社会・経済ニュース
2017年09月05日号
政府は8月の月例経済報告で「国内景気は緩やかな回復基調が続いている」として、2012年12月以来続いてきている現在の景気拡大局面は57ヵ月に及んでいるとの見解を示した。バブル景気とされた51ヵ月を抜き、戦後2番目に長い「いざなぎ景気」(1965年〜70年)に並んだ可能性が高いとの見解を政府は示している。戦後これまで最長だった景気拡大は2002年から07年まで続いた73ヵ月とされている。
厚生労働省は7月の有効求人倍率が1.52倍となったと発表した。5カ月連続での改善で、1974年2月以来43年5か月ぶりの高い水準となった。景気回復基調を背景に生産活動が活発な製造業をはじめ、宿泊・サービス儀容での中心に人手不足感が増してきていることが背景にある。また、総務省発表の7月の完全失業率は前月と同じ2.8%と横ばいで推移しているものの、男女の失業率でみると、女性は1993年5月以来、2.5%に改善している。
日銀は市中の現金と金融機関の手元資金を示す日銀当座預金残高の合計の資金供給量(マネタリーベース)の8月末残高は過去最高となる469兆1626億円となったと発表した。資金供給量の構成要因毎の月中平均残高は、金融機関の手元資金を示す当座預金が前年比20.2%増の360兆7896億円、紙幣が同4.7%増の100兆7793億円、貨幣が同1.2%増の4兆7386億円となっている。日銀は、昨年9月の金融政策決定会合で、物価目標の2%を超えるまで市中から国債を買い入れて資金供給量を増やす方針を示している。
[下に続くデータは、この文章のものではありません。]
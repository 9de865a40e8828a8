//! Gas-inclusive profit accounting for executed cycles

use alloy::primitives::{I256, U256};
use rust_decimal::Decimal;
use std::str::FromStr;
use crate::{
    errors::{AuditError, AuditResult},
    types::{AuditSummary, CycleReport, CycleResult, Opportunity, ProfitClass},
    utils::math::to_signed,
};

#[derive(Debug, Clone)]
pub enum Accounting {
    /// The cycle reverted; nothing to account for.
    Skipped,
    Report(CycleReport),
}

/// Prices gas at a fixed per-unit rate and nets it against the realized gain.
///
/// All arithmetic is in minor units of the profit asset.
#[derive(Debug, Clone)]
pub struct ForensicAccountant {
    gas_price_wei: U256,
    profit_decimals: u8,
}

impl ForensicAccountant {
    pub fn new(gas_price_wei: U256, profit_decimals: u8) -> Self {
        Self {
            gas_price_wei,
            profit_decimals,
        }
    }

    /// Builds an accountant from a per-unit gas price expressed in the profit asset (e.g. ETH).
    ///
    /// The price is always in whole units, so `"1"` means one ETH per gas unit. Digits past
    /// `profit_decimals` are truncated.
    pub fn from_gas_price(gas_price: &str, profit_decimals: u8) -> AuditResult<Self> {
        let price = Decimal::from_str(gas_price.trim())
            .map_err(|e| AuditError::malformed(gas_price, e.to_string()))?;
        if price.is_sign_negative() && !price.is_zero() {
            return Err(AuditError::malformed(gas_price, "gas price cannot be negative"));
        }

        let mantissa = U256::from(price.mantissa().unsigned_abs());
        let scale = price.scale();
        let decimals = u32::from(profit_decimals);
        let ten = U256::from(10u64);
        let wei = if decimals >= scale {
            mantissa
                .checked_mul(ten.pow(U256::from(decimals - scale)))
                .ok_or_else(|| AuditError::Overflow(format!("gas price {gas_price}")))?
        } else {
            mantissa / ten.pow(U256::from(scale - decimals))
        };

        Ok(Self::new(wei, profit_decimals))
    }

    pub fn gas_price_wei(&self) -> U256 {
        self.gas_price_wei
    }

    pub fn profit_decimals(&self) -> u8 {
        self.profit_decimals
    }

    /// Computes the report for one cycle without touching any totals.
    pub fn assess(
        &self,
        index: usize,
        opportunity: &Opportunity,
        result: &CycleResult,
    ) -> AuditResult<Accounting> {
        if result.reverted {
            return Ok(Accounting::Skipped);
        }

        let (balance_after, gas_used) = match (result.balance_after, result.resource_used) {
            (Some(after), Some(gas)) => (after, gas),
            _ => {
                return Err(AuditError::Settlement(
                    "missing balance or gas after execution".to_string(),
                ));
            }
        };

        let gross_gain_wei = to_signed(balance_after)?
            .checked_sub(to_signed(result.balance_before)?)
            .ok_or_else(|| AuditError::Overflow("gross gain".to_string()))?;

        let gas_cost_wei = U256::from(gas_used)
            .checked_mul(self.gas_price_wei)
            .ok_or_else(|| AuditError::Overflow("gas cost".to_string()))?;

        let net_profit_wei = gross_gain_wei
            .checked_sub(to_signed(gas_cost_wei)?)
            .ok_or_else(|| AuditError::Overflow("net profit".to_string()))?;

        let class = if net_profit_wei > I256::ZERO {
            ProfitClass::Profit
        } else {
            ProfitClass::Loss
        };

        Ok(Accounting::Report(CycleReport {
            index,
            opportunity_id: opportunity.id.clone(),
            input_amount: opportunity.input_amount.clone(),
            expected_profit: opportunity.expected_profit.clone(),
            gross_gain_wei,
            gas_used,
            gas_cost_wei,
            net_profit_wei,
            class,
            profit_decimals: self.profit_decimals,
        }))
    }

    /// Assesses the cycle and folds a non-skipped report into `summary`.
    pub fn account(
        &self,
        index: usize,
        opportunity: &Opportunity,
        result: &CycleResult,
        summary: &mut AuditSummary,
    ) -> AuditResult<Accounting> {
        let accounting = self.assess(index, opportunity, result)?;
        if let Accounting::Report(report) = &accounting {
            summary.record(report);
        }
        Ok(accounting)
    }
}

#[cfg(test)]
mod tests {
    use super::*;
    use rust_decimal_macros::dec;

    fn opportunity() -> Opportunity {
        serde_json::from_value(serde_json::json!({
            "inputAmount": "0.000000000000001",
            "path": ["0xa", "0xb", "0xa"],
        }))
        .unwrap()
    }

    fn accountant() -> ForensicAccountant {
        ForensicAccountant::from_gas_price("0.000000032", 18).unwrap()
    }

    #[test]
    fn gas_price_normalizes_to_wei() {
        assert_eq!(accountant().gas_price_wei(), U256::from(32_000_000_000u64));
    }

    #[test]
    fn whole_number_gas_price_is_in_eth() {
        let one_eth = U256::from(1_000_000_000_000_000_000u64);
        assert_eq!(ForensicAccountant::from_gas_price("1", 18).unwrap().gas_price_wei(), one_eth);
        assert_eq!(ForensicAccountant::from_gas_price("1.0", 18).unwrap().gas_price_wei(), one_eth);
        assert_eq!(
            ForensicAccountant::from_gas_price(" 2 ", 6).unwrap().gas_price_wei(),
            U256::from(2_000_000u64)
        );
    }

    #[test]
    fn gas_price_digits_past_decimals_are_truncated() {
        let accountant = ForensicAccountant::from_gas_price("0.0000019", 6).unwrap();
        assert_eq!(accountant.gas_price_wei(), U256::from(1u64));
    }

    #[test]
    fn malformed_or_negative_gas_price_is_rejected() {
        for bad in ["abc", "", "-0.1"] {
            let err = ForensicAccountant::from_gas_price(bad, 18).unwrap_err();
            assert!(matches!(err, AuditError::MalformedDecimal { .. }), "{bad}");
        }
    }

    #[test]
    fn gas_dominates_small_gains() {
        let result = CycleResult::completed(U256::from(1000), U256::from(1200), 150_000);
        let mut summary = AuditSummary::new(18);

        let Accounting::Report(report) = accountant()
            .account(1, &opportunity(), &result, &mut summary)
            .unwrap()
        else {
            panic!("completed cycle must produce a report");
        };

        assert_eq!(report.gross_gain_wei, I256::try_from(200i64).unwrap());
        assert_eq!(report.gross_gain_eth().unwrap(), dec!(0.0000000000000002));
        assert_eq!(report.gas_cost_eth().unwrap(), dec!(0.0048));
        assert_eq!(
            report.net_profit_eth().unwrap(),
            dec!(0.0000000000000002) - dec!(0.0048)
        );
        assert_eq!(report.class, ProfitClass::Loss);

        assert_eq!(summary.succeeded, 1);
        assert_eq!(summary.profitable, 0);
        assert_eq!(summary.total_net_profit_wei, I256::ZERO);
    }

    #[test]
    fn profitable_cycle_adds_net_to_total() {
        let before = U256::from(1_000_000_000_000_000_000u64);
        let after = U256::from(1_010_000_000_000_000_000u64);
        let result = CycleResult::completed(before, after, 150_000);
        let mut summary = AuditSummary::new(18);

        let accounting = accountant().account(2, &opportunity(), &result, &mut summary).unwrap();
        let Accounting::Report(report) = accounting else {
            panic!("expected report");
        };

        assert!(report.is_profitable());
        assert_eq!(report.net_profit_eth().unwrap(), dec!(0.0052));
        assert_eq!(summary.total_net_profit_eth().unwrap(), dec!(0.0052));
        assert_eq!(summary.profitable, 1);
    }

    #[test]
    fn zero_net_is_a_loss() {
        let accountant = ForensicAccountant::new(U256::from(1), 18);
        let result = CycleResult::completed(U256::from(100), U256::from(110), 10);
        let Accounting::Report(report) = accountant.assess(1, &opportunity(), &result).unwrap() else {
            panic!("expected report");
        };
        assert_eq!(report.net_profit_wei, I256::ZERO);
        assert_eq!(report.class, ProfitClass::Loss);
    }

    #[test]
    fn negative_gross_is_representable() {
        let result = CycleResult::completed(U256::from(1000), U256::from(400), 0);
        let Accounting::Report(report) = accountant().assess(1, &opportunity(), &result).unwrap() else {
            panic!("expected report");
        };
        assert_eq!(report.gross_gain_wei, I256::try_from(-600i64).unwrap());
        assert_eq!(report.class, ProfitClass::Loss);
    }

    #[test]
    fn reverted_cycles_are_skipped_and_not_counted() {
        let mut summary = AuditSummary::new(18);
        let accounting = accountant()
            .account(1, &opportunity(), &CycleResult::reverted(U256::from(1000)), &mut summary)
            .unwrap();

        assert!(matches!(accounting, Accounting::Skipped));
        assert_eq!(summary.succeeded, 0);
        assert_eq!(summary.total_net_profit_wei, I256::ZERO);
    }
}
厚生労働省の調査によると、2016年度に介護予防サービスと介護サービスを利用した人は過去最多となる613万8千人を超えたことが分かった。調査を本格的に開始した2003年度と比べ1.6倍に増加した。内訳をみると、介護予防の利用者は約150万人で前年比約6万人が減ったが、介護サービス利用者は同約13万人増の約498万人となっている。全体的に伸び率が鈍化している背景には、要介護度の軽い要支援1・2の人向けのサービスが段階的に介護保険から切り離され、市町村事業に移行したことが挙げられている。
財務省の法人企業統計調査によると、企業の内部留保が2016年度末時点で406兆2348億円となり、初めて400兆円を超え、過去最高となったことが分かった。内部留保は企業の利益から税金や配当金、役員賞与などを差し引いた残りを蓄積したもので、改めて景気の先行き不安に対処する企業姿勢が鮮明となった。内部留保の増加は2012年度末から5年連続で過去最高を更新してきている。
国際共同研究グループの発表によると、2015年の世界のピロリ菌感染者数は約44億人に達していることが分かった。73億人と推定される世界人口の60.2%となる。ピロリ菌は胃の粘膜に生息していて、胃潰瘍や胃がん発生の原因菌となると考えられている。地域別にみると、アフリカが70.1%で最も高く、オセアニアが最も低い24.4%だった。国別にみると、スイスが18.9%でナイジェリアが87.7%となっており、国によって大きな格差がみられた。日本の推定感染率は51.7%だった。
東京商工リサーチの調べによると、今年創業100周年を迎え、新たに老舗企業の仲間入りした企業は1118社に上ることが分かった。森永乳業やTOTO、ニコンなどの日本を代表する企業で、1917(大正6)年に誕生しており、2度の世界大戦や経済のグローバル化時代の荒波を生き切ってきた企業でもある。東京商工リサーチでは、「幾多の困難を乗り越えられた原動力は、経営者のリーダーシップだけでなく、事業継続の強い信念、培った信用、時代に即した柔軟な経営感覚も大きい」と分析している。
日本労働組合総連合会が非正規雇用で働く20〜59歳の女性を対象にした「非正規雇用で働く女性に関する調査2017」で、学校卒業後に初めて就いた仕事(初職)の雇用形態を尋ねたところ、「正社員・職員(民間会社・団体等)」が51.2%で、アルバイトや契約社員等の非正規雇用は47.2%に上ることが分かった。日々の生活で経済的ゆとりを尋ねたところ、「ゆとりがある」は25.4%にとどまり、「ゆとりがない」は70.8%だった。全体の平均年収は139万6千円だった。